If it is a solution to differential equation then


\(\displaystyle \frac{\partial μ(x,y)}{\partial y}{M(x,y)}+μ(x,y)\frac{\partial M(x,y)}{\partial y} \ = \ \frac{\partial μ(x,y)}{\partial x}{N(x,y)}+μ(x,y)\frac{\partial N(x,y)}{\partial x}\)


\(\displaystyle v(x,y)M(x,y)+v(x,y)N(x,y) \ = \ 0\)

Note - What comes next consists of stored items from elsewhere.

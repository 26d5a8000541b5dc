//! Color types and color-space conversions.
//!
//! Hex parsing never falls back to black: anything that is not 3 or 6 hex
//! digits (after trimming and an optional `#`) is a [`ColorError::InvalidHex`].

use std::fmt;
use std::str::FromStr;

use crate::errors::ColorError;

/// An 8-bit sRGB color.
#[derive(Debug, Clone, Copy, PartialEq, Eq, Hash, Default)]
#[cfg_attr(feature = "serde", derive(serde::Serialize, serde::Deserialize))]
pub struct Rgb {
    pub r: u8,
    pub g: u8,
    pub b: u8,
}

impl Rgb {
    pub const WHITE: Self = Self::new(255, 255, 255);
    pub const BLACK: Self = Self::new(0, 0, 0);

    pub const fn new(r: u8, g: u8, b: u8) -> Self {
        Self { r, g, b }
    }

    /// Create from computed channel values, rounding and clamping each to [0, 255].
    pub fn from_f32_clamped(r: f32, g: f32, b: f32) -> Self {
        Self {
            r: clamp_channel(r),
            g: clamp_channel(g),
            b: clamp_channel(b),
        }
    }

    /// Parse a hex string such as `"#FF5733"`, `"ff5733"` or `"#f53"`.
    pub fn from_hex(hex: &str) -> Result<Self, ColorError> {
        hex_to_rgb(hex)
    }

    /// Canonical hex form, e.g. `"#FF5733"`.
    pub fn to_hex(&self) -> String {
        rgb_to_hex(*self)
    }

    pub fn to_hsl(&self) -> Hsl {
        rgb_to_hsl(*self)
    }

    pub fn to_lab(&self) -> Lab {
        rgb_to_lab(*self)
    }

    /// Channels as an array in R, G, B order.
    pub fn to_array(&self) -> [u8; 3] {
        [self.r, self.g, self.b]
    }
}

impl From<[u8; 3]> for Rgb {
    fn from(c: [u8; 3]) -> Self {
        Self::new(c[0], c[1], c[2])
    }
}

impl FromStr for Rgb {
    type Err = ColorError;

    fn from_str(s: &str) -> Result<Self, Self::Err> {
        hex_to_rgb(s)
    }
}

impl fmt::Display for Rgb {
    fn fmt(&self, f: &mut fmt::Formatter<'_>) -> fmt::Result {
        write!(f, "#{:02X}{:02X}{:02X}", self.r, self.g, self.b)
    }
}

/// A validated hex color in canonical form (`#RRGGBB`, upper-case).
#[derive(Debug, Clone, PartialEq, Eq, Hash)]
#[cfg_attr(
    feature = "serde",
    derive(serde::Serialize, serde::Deserialize),
    serde(try_from = "String", into = "String")
)]
pub struct Hex(String);

impl Hex {
    /// Validate and canonicalize a hex string.
    pub fn parse(value: &str) -> Result<Self, ColorError> {
        hex_to_rgb(value).map(Self::from)
    }

    pub fn as_str(&self) -> &str {
        &self.0
    }

    /// The color this hex string denotes.
    pub fn rgb(&self) -> Rgb {
        // Canonical strings are always "#RRGGBB".
        let channel = |i: usize| u8::from_str_radix(&self.0[i..i + 2], 16).unwrap_or(0);
        Rgb::new(channel(1), channel(3), channel(5))
    }
}

impl From<Rgb> for Hex {
    fn from(rgb: Rgb) -> Self {
        Hex(rgb_to_hex(rgb))
    }
}

impl TryFrom<String> for Hex {
    type Error = ColorError;

    fn try_from(value: String) -> Result<Self, Self::Error> {
        Self::parse(&value)
    }
}

impl From<Hex> for String {
    fn from(hex: Hex) -> Self {
        hex.0
    }
}

impl FromStr for Hex {
    type Err = ColorError;

    fn from_str(s: &str) -> Result<Self, Self::Err> {
        Self::parse(s)
    }
}

impl fmt::Display for Hex {
    fn fmt(&self, f: &mut fmt::Formatter<'_>) -> fmt::Result {
        f.write_str(&self.0)
    }
}

/// HSL color: hue in degrees [0, 360), saturation and lightness in [0, 1].
#[derive(Debug, Clone, Copy, PartialEq, Default)]
#[cfg_attr(feature = "serde", derive(serde::Serialize, serde::Deserialize))]
pub struct Hsl {
    pub h: f32,
    pub s: f32,
    pub l: f32,
}

impl Hsl {
    pub fn new(h: f32, s: f32, l: f32) -> Self {
        Self { h, s, l }
    }

    pub fn to_rgb(&self) -> Rgb {
        hsl_to_rgb(*self)
    }
}

/// CIE L*a*b* color (D65 white point) for perceptual comparison.
#[derive(Debug, Clone, Copy, PartialEq, Default)]
#[cfg_attr(feature = "serde", derive(serde::Serialize, serde::Deserialize))]
pub struct Lab {
    pub l: f32,
    pub a: f32,
    pub b: f32,
}

impl Lab {
    /// Delta E (CIE76): Euclidean distance in Lab space.
    pub fn delta_e76(&self, other: &Lab) -> f32 {
        let dl = self.l - other.l;
        let da = self.a - other.a;
        let db = self.b - other.b;
        (dl * dl + da * da + db * db).sqrt()
    }
}

/// Parse a 3- or 6-digit hex color, with or without a leading `#`.
pub fn hex_to_rgb(hex: &str) -> Result<Rgb, ColorError> {
    let invalid = || ColorError::InvalidHex {
        value: hex.to_string(),
    };

    let digits = hex.trim();
    let digits = digits.strip_prefix('#').unwrap_or(digits);
    if !digits.bytes().all(|b| b.is_ascii_hexdigit()) {
        return Err(invalid());
    }

    let nibble = |b: u8| -> u8 {
        match b {
            b'0'..=b'9' => b - b'0',
            b'a'..=b'f' => b - b'a' + 10,
            _ => b - b'A' + 10,
        }
    };

    let bytes = digits.as_bytes();
    match bytes.len() {
        3 => {
            let expand = |b: u8| nibble(b) * 17;
            Ok(Rgb::new(expand(bytes[0]), expand(bytes[1]), expand(bytes[2])))
        }
        6 => {
            let pair = |i: usize| nibble(bytes[i]) << 4 | nibble(bytes[i + 1]);
            Ok(Rgb::new(pair(0), pair(2), pair(4)))
        }
        _ => Err(invalid()),
    }
}

/// Format as canonical `#RRGGBB`.
pub fn rgb_to_hex(rgb: Rgb) -> String {
    rgb.to_string()
}

/// Convert RGB to HSL.
pub fn rgb_to_hsl(rgb: Rgb) -> Hsl {
    let r = rgb.r as f32 / 255.0;
    let g = rgb.g as f32 / 255.0;
    let b = rgb.b as f32 / 255.0;

    let max = r.max(g).max(b);
    let min = r.min(g).min(b);
    let l = (max + min) / 2.0;

    if max == min {
        return Hsl::new(0.0, 0.0, l);
    }

    let d = max - min;
    let s = if l > 0.5 {
        d / (2.0 - max - min)
    } else {
        d / (max + min)
    };

    let h = if max == r {
        (g - b) / d + if g < b { 6.0 } else { 0.0 }
    } else if max == g {
        (b - r) / d + 2.0
    } else {
        (r - g) / d + 4.0
    };

    Hsl::new(h * 60.0, s, l)
}

/// Convert HSL to RGB. Hue wraps; saturation and lightness are clamped to [0, 1].
pub fn hsl_to_rgb(hsl: Hsl) -> Rgb {
    let h = hsl.h.rem_euclid(360.0) / 360.0;
    let s = hsl.s.clamp(0.0, 1.0);
    let l = hsl.l.clamp(0.0, 1.0);

    if s == 0.0 {
        let v = l * 255.0;
        return Rgb::from_f32_clamped(v, v, v);
    }

    let q = if l < 0.5 { l * (1.0 + s) } else { l + s - l * s };
    let p = 2.0 * l - q;

    Rgb::from_f32_clamped(
        hue_to_channel(p, q, h + 1.0 / 3.0) * 255.0,
        hue_to_channel(p, q, h) * 255.0,
        hue_to_channel(p, q, h - 1.0 / 3.0) * 255.0,
    )
}

fn hue_to_channel(p: f32, q: f32, t: f32) -> f32 {
    let t = t.rem_euclid(1.0);
    if t < 1.0 / 6.0 {
        p + (q - p) * 6.0 * t
    } else if t < 0.5 {
        q
    } else if t < 2.0 / 3.0 {
        p + (q - p) * (2.0 / 3.0 - t) * 6.0
    } else {
        p
    }
}

/// Convert sRGB to CIE Lab through linear RGB and XYZ (D65).
pub fn rgb_to_lab(rgb: Rgb) -> Lab {
    let (x, y, z) = rgb_to_xyz(rgb);

    // Reference white point (D65)
    let ref_x = 95.047;
    let ref_y = 100.0;
    let ref_z = 108.883;

    let fx = lab_f(x / ref_x);
    let fy = lab_f(y / ref_y);
    let fz = lab_f(z / ref_z);

    Lab {
        l: 116.0 * fy - 16.0,
        a: 500.0 * (fx - fy),
        b: 200.0 * (fy - fz),
    }
}

fn rgb_to_xyz(rgb: Rgb) -> (f32, f32, f32) {
    let r = srgb_to_linear(rgb.r as f32 / 255.0);
    let g = srgb_to_linear(rgb.g as f32 / 255.0);
    let b = srgb_to_linear(rgb.b as f32 / 255.0);

    // sRGB primaries, D65 white point
    let x = r * 0.4124564 + g * 0.3575761 + b * 0.1804375;
    let y = r * 0.2126729 + g * 0.7151522 + b * 0.0721750;
    let z = r * 0.0193339 + g * 0.1191920 + b * 0.9503041;

    (x * 100.0, y * 100.0, z * 100.0)
}

fn lab_f(t: f32) -> f32 {
    let delta: f32 = 6.0 / 29.0;
    if t > delta.powi(3) {
        t.cbrt()
    } else {
        t / (3.0 * delta * delta) + 4.0 / 29.0
    }
}

fn srgb_to_linear(c: f32) -> f32 {
    if c <= 0.04045 {
        c / 12.92
    } else {
        ((c + 0.055) / 1.055).powf(2.4)
    }
}

fn clamp_channel(v: f32) -> u8 {
    v.round().clamp(0.0, 255.0) as u8
}

#[cfg(test)]
mod tests {
    use super::*;
    use proptest::prelude::*;

    #[test]
    fn test_hex_to_rgb() {
        assert_eq!(hex_to_rgb("#FF5733").unwrap(), Rgb::new(255, 87, 51));
        assert_eq!(hex_to_rgb("ff5733").unwrap(), Rgb::new(255, 87, 51));
        assert_eq!(hex_to_rgb("  #fF5733 ").unwrap(), Rgb::new(255, 87, 51));
    }

    #[test]
    fn test_hex_shorthand_expands() {
        assert_eq!(hex_to_rgb("#abc").unwrap(), Rgb::new(0xAA, 0xBB, 0xCC));
        assert_eq!(Hex::parse("abc").unwrap().as_str(), "#AABBCC");
    }

    #[test]
    fn test_hex_rejects_malformed() {
        for bad in ["", "#", "#12", "#1234", "#12345", "#1234567", "#GGGGGG", "+f+f+f", "#ff 00 0"] {
            assert_eq!(
                hex_to_rgb(bad),
                Err(ColorError::InvalidHex {
                    value: bad.to_string()
                }),
                "{bad:?} should be rejected"
            );
        }
    }

    #[test]
    fn test_rgb_to_hex_is_canonical() {
        assert_eq!(rgb_to_hex(Rgb::new(255, 85, 0)), "#FF5500");
        assert_eq!(rgb_to_hex(Rgb::new(1, 2, 3)), "#010203");
    }

    #[test]
    fn test_from_f32_clamped() {
        assert_eq!(
            Rgb::from_f32_clamped(-4.0, 127.5, 300.0),
            Rgb::new(0, 128, 255)
        );
    }

    #[test]
    fn test_hex_newtype_rgb() {
        let hex: Hex = "#0a7".parse().unwrap();
        assert_eq!(hex.to_string(), "#00AA77");
        assert_eq!(hex.rgb(), Rgb::new(0, 0xAA, 0x77));
    }

    #[test]
    fn test_rgb_to_hsl_primaries() {
        let red = rgb_to_hsl(Rgb::new(255, 0, 0));
        assert_eq!(red.h, 0.0);
        assert!((red.s - 1.0).abs() < 1e-6);
        assert!((red.l - 0.5).abs() < 1e-6);

        let blue = rgb_to_hsl(Rgb::new(0, 0, 255));
        assert!((blue.h - 240.0).abs() < 1e-3);

        let grey = rgb_to_hsl(Rgb::new(128, 128, 128));
        assert_eq!(grey.s, 0.0);
    }

    #[test]
    fn test_hsl_to_rgb_wraps_hue() {
        assert_eq!(hsl_to_rgb(Hsl::new(360.0, 1.0, 0.5)), Rgb::new(255, 0, 0));
        assert_eq!(hsl_to_rgb(Hsl::new(-240.0, 1.0, 0.5)), Rgb::new(0, 255, 0));
    }

    #[test]
    fn test_lab_extremes() {
        let white = rgb_to_lab(Rgb::WHITE);
        assert!((white.l - 100.0).abs() < 0.01);
        assert!(white.a.abs() < 0.01);
        assert!(white.b.abs() < 0.01);

        let black = rgb_to_lab(Rgb::BLACK);
        assert!(black.l.abs() < 0.01);

        assert!(white.delta_e76(&black) > 99.0);
    }

    #[cfg(feature = "serde")]
    #[test]
    fn test_hex_serde_validates() {
        let hex: Hex = serde_json::from_str("\"#fff\"").unwrap();
        assert_eq!(hex.as_str(), "#FFFFFF");
        assert!(serde_json::from_str::<Hex>("\"#ffff\"").is_err());
    }

    proptest! {
        #[test]
        fn prop_hex_round_trip(r: u8, g: u8, b: u8) {
            let rgb = Rgb::new(r, g, b);
            prop_assert_eq!(hex_to_rgb(&rgb_to_hex(rgb)).unwrap(), rgb);
            prop_assert_eq!(Hex::from(rgb).rgb(), rgb);
        }

        #[test]
        fn prop_hsl_round_trip(r: u8, g: u8, b: u8) {
            let rgb = Rgb::new(r, g, b);
            let back = hsl_to_rgb(rgb_to_hsl(rgb));
            prop_assert!((back.r as i16 - r as i16).abs() <= 1);
            prop_assert!((back.g as i16 - g as i16).abs() <= 1);
            prop_assert!((back.b as i16 - b as i16).abs() <= 1);
        }

        #[test]
        fn prop_lab_lightness_in_range(r: u8, g: u8, b: u8) {
            let lab = rgb_to_lab(Rgb::new(r, g, b));
            prop_assert!(lab.l >= -0.01 && lab.l <= 100.01);
        }
    }
}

For this to be a solution, as for v(x,y)


\(\displaystyle \frac{\partial v(x,y)}{\partial y}{M(x,y)}+v(x,y)\frac{\partial M(x,y)}{\partial y} \ = \ \frac{\partial v(x,y)}{\partial x}{N(x,y)}+v(x,y)\frac{\partial N(x,y)}{\partial x}\)


We can say that


v(x,y)M(x,y)+v(x,y)N(x,y)=μ(x,y)M(x,y)+μ(x,y)N(x,y)


So by ratio we have


\(\displaystyle \frac{μ(x,y)}{v(x,y)} \ = \ c\)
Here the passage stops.